━━ DATA FOR ANALYSIS

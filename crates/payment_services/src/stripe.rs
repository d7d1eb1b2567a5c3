use async_trait::async_trait;
use campground::{BookingError, CaptureOutcome, CaptureStatus, PaymentGateway, PaymentIntent};
use reqwest::{Client, Response, StatusCode};
use serde::Deserialize;

use crate::types::{PaymentError, StripeConfig, StripeErrorBody, StripeErrorDetail};

#[derive(Debug, Deserialize)]
struct StripePaymentIntent {
    id: String,
    #[serde(default)]
    client_secret: Option<String>,
    status: String,
}

/// Payment gateway backed by Stripe payment intents.
///
/// Intents are created with `card` as the only payment method type and confirmed
/// immediately with the method the card reader hands over.
#[derive(Debug, Clone)]
pub struct StripeGateway {
    client: Client,
    config: StripeConfig,
}

impl StripeGateway {
    /// Builds the HTTP client with the configured timeout
    pub fn new(config: StripeConfig) -> Result<Self, PaymentError> {
        let client = Client::builder()
            .timeout(config.timeout)
            .build()
            .map_err(|e| PaymentError::Transport(e.to_string()))?;

        log::info!("💳 Stripe gateway configured against {}", config.api_base);
        Ok(Self { client, config })
    }

    /// Intent id embedded in a client secret (`pi_123_secret_abc` -> `pi_123`)
    pub fn intent_id(client_secret: &str) -> Result<&str, PaymentError> {
        client_secret
            .split_once("_secret_")
            .map(|(id, _)| id)
            .filter(|id| !id.is_empty())
            .ok_or_else(|| PaymentError::InvalidResponse("malformed client secret".to_string()))
    }

    async fn create_intent(
        &self,
        amount_minor_units: i64,
        currency: &str,
        idempotency_key: Option<&str>,
    ) -> Result<StripePaymentIntent, PaymentError> {
        let params = [
            ("amount", amount_minor_units.to_string()),
            ("currency", currency.to_lowercase()),
            ("payment_method_types[]", "card".to_string()),
        ];

        let mut request = self
            .client
            .post(format!("{}/payment_intents", self.config.api_base))
            .header("Authorization", format!("Bearer {}", self.config.secret_key))
            .form(&params);
        if let Some(key) = idempotency_key {
            request = request.header("Idempotency-Key", key);
        }

        let response = request.send().await?;
        if !response.status().is_success() {
            return Err(api_error(response).await);
        }
        Ok(response.json().await?)
    }

    async fn confirm_intent(
        &self,
        intent_id: &str,
        payment_method: &str,
    ) -> Result<CaptureOutcome, PaymentError> {
        let response = self
            .client
            .post(format!(
                "{}/payment_intents/{}/confirm",
                self.config.api_base, intent_id
            ))
            .header("Authorization", format!("Bearer {}", self.config.secret_key))
            .form(&[("payment_method", payment_method)])
            .send()
            .await?;

        let status = response.status();
        if status.is_success() {
            let intent: StripePaymentIntent = response.json().await?;
            return Ok(outcome_of(intent));
        }

        let body = response.text().await.unwrap_or_default();
        let detail = serde_json::from_str::<StripeErrorBody>(&body)
            .ok()
            .map(|parsed| parsed.error);

        if let Some(detail) = &detail {
            // Card declines come back as 402 with a card_error body
            if status == StatusCode::PAYMENT_REQUIRED && detail.kind.as_deref() == Some("card_error")
            {
                log::warn!(
                    "⚠️ Card declined for {}: {}",
                    intent_id,
                    detail.code.as_deref().unwrap_or("unknown")
                );
                let reference = detail
                    .payment_intent
                    .as_ref()
                    .map(|intent| intent.id.clone())
                    .unwrap_or_else(|| intent_id.to_string());
                return Ok(CaptureOutcome {
                    status: CaptureStatus::Failed,
                    reference,
                });
            }

            // A replayed confirm on an intent that has already moved on
            if detail.code.as_deref() == Some("payment_intent_unexpected_state") {
                log::warn!("⚠️ Intent {} is no longer confirmable, reading it back", intent_id);
                let error = error_from_body(status.as_u16(), Some(detail), &body);
                return self.settle(intent_id, error).await;
            }
        }

        let error = error_from_body(status.as_u16(), detail.as_ref(), &body);
        log::error!("❌ Stripe error: {}", error);
        Err(error)
    }

    async fn retrieve_intent(&self, intent_id: &str) -> Result<StripePaymentIntent, PaymentError> {
        let response = self
            .client
            .get(format!("{}/payment_intents/{}", self.config.api_base, intent_id))
            .header("Authorization", format!("Bearer {}", self.config.secret_key))
            .send()
            .await?;

        if !response.status().is_success() {
            return Err(api_error(response).await);
        }
        Ok(response.json().await?)
    }

    /// Reads back an intent whose confirm gave no usable answer.
    ///
    /// A captured intent is reported as captured and a declined one as failed.
    /// Anything else keeps `error`, so the caller retries with the same intent.
    async fn settle(
        &self,
        intent_id: &str,
        error: PaymentError,
    ) -> Result<CaptureOutcome, PaymentError> {
        let intent = match self.retrieve_intent(intent_id).await {
            Ok(intent) => intent,
            Err(lookup) => {
                log::error!("❌ Could not read back intent {}: {}", intent_id, lookup);
                return Err(error);
            }
        };

        match intent.status.as_str() {
            "succeeded" => {
                log::warn!("⚠️ Intent {} had already been captured", intent.id);
                Ok(outcome_of(intent))
            }
            "requires_payment_method" | "canceled" => Ok(outcome_of(intent)),
            other => {
                log::warn!("⚠️ Intent {} is still {}", intent.id, other);
                Err(error)
            }
        }
    }
}

fn outcome_of(intent: StripePaymentIntent) -> CaptureOutcome {
    let captured = intent.status == "succeeded";
    if !captured {
        log::warn!("⚠️ Payment intent {} ended as {}", intent.id, intent.status);
    }
    CaptureOutcome {
        status: if captured {
            CaptureStatus::Succeeded
        } else {
            CaptureStatus::Failed
        },
        reference: intent.id,
    }
}

fn error_from_body(status: u16, detail: Option<&StripeErrorDetail>, body: &str) -> PaymentError {
    let message = detail
        .and_then(|detail| detail.message.clone())
        .unwrap_or_else(|| body.to_string());
    PaymentError::Api { status, message }
}

async fn api_error(response: Response) -> PaymentError {
    let status = response.status().as_u16();
    let body = response.text().await.unwrap_or_default();
    let detail = serde_json::from_str::<StripeErrorBody>(&body)
        .ok()
        .map(|parsed| parsed.error);

    let error = error_from_body(status, detail.as_ref(), &body);
    log::error!("❌ Stripe error: {}", error);
    error
}

#[async_trait]
impl PaymentGateway for StripeGateway {
    async fn create_payment_intent(
        &self,
        amount_minor_units: i64,
        currency: &str,
        idempotency_key: Option<&str>,
    ) -> Result<PaymentIntent, BookingError> {
        let intent = self
            .create_intent(amount_minor_units, currency, idempotency_key)
            .await?;

        let client_secret = intent.client_secret.ok_or_else(|| {
            PaymentError::InvalidResponse(format!("intent {} has no client secret", intent.id))
        })?;

        log::info!(
            "💳 Created payment intent {} for {} {}",
            intent.id,
            amount_minor_units,
            currency
        );
        Ok(PaymentIntent { client_secret })
    }

    async fn confirm_capture(
        &self,
        client_secret: &str,
        payment_method: &str,
    ) -> Result<CaptureOutcome, BookingError> {
        let intent_id = Self::intent_id(client_secret)?;
        match self.confirm_intent(intent_id, payment_method).await {
            // The confirm may have reached Stripe even though no answer came back
            Err(error) if error.leaves_charge_unknown() => {
                Ok(self.settle(intent_id, error).await?)
            }
            result => Ok(result?),
        }
    }
}

#[cfg(test)]
mod tests {
    use super::*;

    #[test]
    fn test_intent_id_from_client_secret() {
        assert_eq!(
            StripeGateway::intent_id("pi_3Nabc_secret_xyz").unwrap(),
            "pi_3Nabc"
        );
        assert!(StripeGateway::intent_id("pi_3Nabc").is_err());
        assert!(StripeGateway::intent_id("_secret_xyz").is_err());
    }
}
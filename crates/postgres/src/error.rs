use campground::BookingError;

const EXCLUSION_VIOLATION: &str = "23P01";
const UNIQUE_VIOLATION: &str = "23505";
const CHECK_VIOLATION: &str = "23514";
const FOREIGN_KEY_VIOLATION: &str = "23503";

/// Maps a database error onto the booking error the core understands.
///
/// Overlap and uniqueness violations become [`BookingError::Conflict`];
/// connectivity problems and anything unrecognised become
/// [`BookingError::Unavailable`].
pub fn map_sqlx_error(error: sqlx::Error) -> BookingError {
    match &error {
        sqlx::Error::RowNotFound => BookingError::not_found("row", "query returned no rows"),
        sqlx::Error::Database(db) => match db.code().as_deref() {
            Some(EXCLUSION_VIOLATION) | Some(UNIQUE_VIOLATION) => {
                log::warn!("⚠️ Storage rejected a conflicting write: {}", db.message());
                BookingError::Conflict(db.message().to_string())
            }
            Some(CHECK_VIOLATION) | Some(FOREIGN_KEY_VIOLATION) => {
                BookingError::invalid(db.message().to_string())
            }
            _ => {
                log::error!("❌ Database error: {}", db.message());
                BookingError::Unavailable(format!("database error: {}", db.message()))
            }
        },
        sqlx::Error::PoolTimedOut
        | sqlx::Error::PoolClosed
        | sqlx::Error::Io(_)
        | sqlx::Error::Tls(_) => {
            log::error!("❌ Database unreachable: {}", error);
            BookingError::Unavailable(format!("database unreachable: {}", error))
        }
        _ => {
            log::error!("❌ Database error: {}", error);
            BookingError::Unavailable(error.to_string())
        }
    }
}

━━━━

_BRIEF:_ Word for word, repeat the data from its first line through the line with "use serde::Deserialize;", including both of those lines and no others.

_REPLY TO THE TASK:_
filename crates/payment_services/src/stripe.rs
repository d7d1eb1b2567a5c3
use async_trait::async_trait;
use campground::{BookingError, CaptureOutcome, CaptureStatus, PaymentGateway, PaymentIntent};
use reqwest::{Client, Response, StatusCode};
use serde::Deserialize;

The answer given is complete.